Translated by Nobukazu Kato
(掲載日 2019/06/06)
はじめに
現在のスタンダードは格別な環境となっています。メタゲームは常に変化し続けており、競技レベルで戦える新たなデッキが毎週のように誕生しているのです。数日でその命を絶つものもあれば、本物であることを証明するものもあります。
私はTier1のデッキをすべて回してしまったので、ローグデッキに少しだけ足を踏み入れてみることにしました。すると、あるデッキに目を引かれたのです。そのデッキはメタゲームに合っているだけでなく、常識外れなことをやってのけます。連勝できたことから、しばらくはこのデッキを使い、弱点をカバーするために最善の調整を施そうと考えるようになりました。
デッキの基本的な解説
8 《島》
4 《繁殖池》
4 《内陸の湾港》
1 《シミックのギルド門》
-土地 (26)- 4 《ラノワールのエルフ》
4 《ハイドロイド混成体》
4 《培養ドルイド》
4 《楽園のドルイド》
4 《エリマキ神秘家》
1 《永遠神ケフネト》
-クリーチャー (21)-
このデッキが単なるネタデッキではないと認知され始めたのは、マーティン・ジュザ/Martin Juzaが配信中に非常に似通ったデッキで成功し、さらにはFandom Ledengs主催のMTGアリーナの大会で準優勝したことがきっかけだったかと思います。
一般的なゲームプラン
基本的にランプ / テンポデッキです。マナクリーチャーによって《世界を揺るがす者、ニッサ》をいち早く展開し、さらに畳みかける必要があるならば、大量のマナによる《ハイドロイド混成体》や《集団強制》で相手の上を行くことができます。

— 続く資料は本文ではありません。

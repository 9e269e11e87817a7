//! Error types for the service installer.
//!
//! [`InstallerError`] gathers the failures of every stage of an install so
//! callers can match on the stage that failed, and the binary can report a
//! single message with its source chain.

use crate::artefact::error::ArtefactError;
use crate::artefact::extraction::ExtractionError;
use crate::artefact::fetch::FetchError;
use crate::artefact::resolver::ResolveError;
use crate::config::ConfigError;
use camino::Utf8PathBuf;
use thiserror::Error;

/// Errors that can occur while resolving or installing a service.
#[derive(Debug, Error)]
pub enum InstallerError {
    /// The requested coordinate is malformed.
    #[error(transparent)]
    InvalidCoordinate(#[from] ArtefactError),

    /// Configuration could not be loaded or is incomplete.
    #[error(transparent)]
    Config(#[from] ConfigError),

    /// No naming variant of the artefact exists in the repository.
    #[error(transparent)]
    Resolve(#[from] ResolveError),

    /// The archive could not be downloaded or failed verification.
    #[error(transparent)]
    Fetch(#[from] FetchError),

    /// The archive could not be unpacked.
    #[error("extraction into {output_dir} failed: {source}")]
    Extraction {
        /// The directory being extracted into.
        output_dir: Utf8PathBuf,
        /// The underlying extraction error.
        #[source]
        source: ExtractionError,
    },

    /// The output directory could not be created.
    #[error("failed to create output directory {path}")]
    OutputDir {
        /// The output directory path.
        path: Utf8PathBuf,
        /// The underlying I/O error.
        #[source]
        source: std::io::Error,
    },

    /// A temporary staging directory could not be created.
    #[error("failed to create a staging directory")]
    StagingDir {
        /// The underlying I/O error.
        #[source]
        source: std::io::Error,
    },

    /// Failed to write output.
    #[error("failed to write output")]
    WriteFailed {
        /// The underlying error that caused the write to fail.
        #[source]
        source: std::io::Error,
    },
}

/// Result type alias using [`InstallerError`].
pub type Result<T> = std::result::Result<T, InstallerError>;

#[cfg(test)]
mod tests {
    use super::*;
    use crate::artefact::verification::ChecksumAlgorithm;

    #[test]
    fn resolve_error_names_requested_artefact() {
        let err = InstallerError::from(ResolveError::NotFound {
            group: "uk.gov.hmrc".to_owned(),
            artifact: "auth_2.12".to_owned(),
            tried: vec!["auth_3".to_owned()],
        });
        let msg = err.to_string();
        assert!(msg.contains("uk.gov.hmrc:auth_2.12"));
        assert!(msg.contains("auth_3"));
    }

    #[test]
    fn checksum_mismatch_includes_both_digests() {
        let err = InstallerError::from(FetchError::ChecksumMismatch {
            url: "https://repo.test/a.tgz".to_owned(),
            algorithm: ChecksumAlgorithm::Md5,
            expected: "aaaa".to_owned(),
            actual: "bbbb".to_owned(),
        });
        let msg = err.to_string();
        assert!(msg.contains("aaaa"));
        assert!(msg.contains("bbbb"));
        assert!(msg.contains("md5"));
    }

    #[test]
    fn output_dir_error_preserves_source() {
        let err = InstallerError::OutputDir {
            path: Utf8PathBuf::from("/srv/auth"),
            source: std::io::Error::other("permission denied"),
        };
        assert!(err.to_string().contains("/srv/auth"));
        assert!(std::error::Error::source(&err).is_some());
    }

    #[test]
    fn extraction_error_names_output_dir() {
        let err = InstallerError::Extraction {
            output_dir: Utf8PathBuf::from("/srv/auth"),
            source: ExtractionError::PathTraversal {
                path: "../etc/passwd".to_owned(),
            },
        };
        let msg = err.to_string();
        assert!(msg.contains("/srv/auth"));
        assert!(msg.contains("../etc/passwd"));
    }
}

《エリマキ神秘家》や《幻惑の旋律》など、中盤戦を戦える要素も揃っているため、相手のゲームプランを狂わせたり、時間を稼いだりできるデッキでもあります。
キーカード
《世界を揺るがす者、ニッサ》
『灯争大戦』で登場したこのプレインズウォーカーがデッキの主役と言っても良いでしょう。このデッキなら《森》や《繁殖池》から追加の緑マナを生み出す能力を最も上手く使えます。マナクリーチャーが12枚も採用されており、そこから繰り出される3ターン目の《世界を揺るがす者、ニッサ》は手を付けられないほどです。前倒しで着地した彼女が一人でゲームを決めてしまうことも少なくないでしょう。場に残れば膨大なマナを発生させ、決定力がさらに高い《ハイドロイド混成体》や《集団強制》、場合によっては《破滅の終焉》へと繋がっていくのです。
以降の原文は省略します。